GreenLogic, which was selected for the program a year ago, once again provided the best bid package from among three firms, according to Christine Fetton, the town’s director of public works.
Under the program, which the town launched last year to encourage the residential solar power systems, the selected company must agree to provide price breaks for people who sign up with it under the auspices of the town program. Those rates would decline as the number of people signing up increases.
Last year, 183 people inquired about the program and 23 installed solar arrays, Ms. Fetton said. Besides GreenLogic, Sun Nation and Harvest Power also submitted bids, although Ms. Fetton did not provide details about the bid packages or respond to a request for additional information about the program.
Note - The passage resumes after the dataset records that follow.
//! Time utilities for harukid
//!
//! Session deadlines are kept on a monotonic clock so wall-clock jumps
//! never shorten or extend a session. The clock is tokio's, which means
//! paused-time tests drive deadlines and watcher sleeps together.

use chrono::{DateTime, Local};
use std::time::Duration;
use tokio::time::Instant;

/// Current wall-clock time, used for event timestamps only.
pub fn now() -> DateTime<Local> {
    Local::now()
}

/// A point in monotonic time for session deadlines.
#[derive(Debug, Clone, Copy, PartialEq, Eq, PartialOrd, Ord, Hash)]
pub struct MonotonicInstant(Instant);

impl MonotonicInstant {
    pub fn now() -> Self {
        Self(Instant::now())
    }

    pub fn elapsed(&self) -> Duration {
        self.0.elapsed()
    }

    pub fn duration_since(&self, earlier: MonotonicInstant) -> Duration {
        self.0.saturating_duration_since(earlier.0)
    }

    pub fn checked_add(&self, duration: Duration) -> Option<MonotonicInstant> {
        self.0.checked_add(duration).map(MonotonicInstant)
    }

    /// Returns duration until `self`, or zero if `self` is in the past
    pub fn saturating_duration_until(&self, from: MonotonicInstant) -> Duration {
        if self.0 > from.0 {
            self.0.duration_since(from.0)
        } else {
            Duration::ZERO
        }
    }

    pub fn as_instant(&self) -> Instant {
        self.0
    }
}

impl std::ops::Add<Duration> for MonotonicInstant {
    type Output = MonotonicInstant;

    fn add(self, rhs: Duration) -> Self::Output {
        MonotonicInstant(self.0 + rhs)
    }
}

impl From<MonotonicInstant> for Instant {
    fn from(value: MonotonicInstant) -> Self {
        value.0
    }
}

/// Render a whole-minute duration the way users read it ("3 minutes").
pub fn format_minutes(duration: Duration) -> String {
    let minutes = (duration.as_secs() / 60).max(1);
    if minutes == 1 {
        "1 minute".to_string()
    } else {
        format!("{} minutes", minutes)
    }
}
The Solarize Southampton program came out of a recommendation of the town’s Sustainability Committee. Those who sign up qualify for a free home energy audit but are not required to purchase solar panels.
Both Mr. Schneiderman and Mr. Glinka expressed reservations that the town would be favoring GreenLogic over other solar companies that might be just as good.
“We are putting our name in a way on a particular company,” Mr. Schneiderman said, while Mr. Glinka asked if the town could simply offer residents a list of solar companies that do business in town.
“There is nothing that precludes you from shopping” and trying to strike a similar deal with another company, Ms. Fetton responded.
“The sustainability committee has been working on this with a lot of diligence,” added Councilman John Bouvier. “This was not done in a vacuum.”
Mr. Schneiderman also wanted assurances that GreenLogic’s bid prices were uniformly the best across the range of contracts signed, which Ms. Fetton promised to deliver to him before the board is asked to cast a formal vote on the program.
“It is essentially a marketing campaign,” she told the town board. We create the buzz and hold community events.”
The town’s cost of administering the program is covered by a $5,000 grant from the New York State Energy Research and Development Authority, or NYSERDA.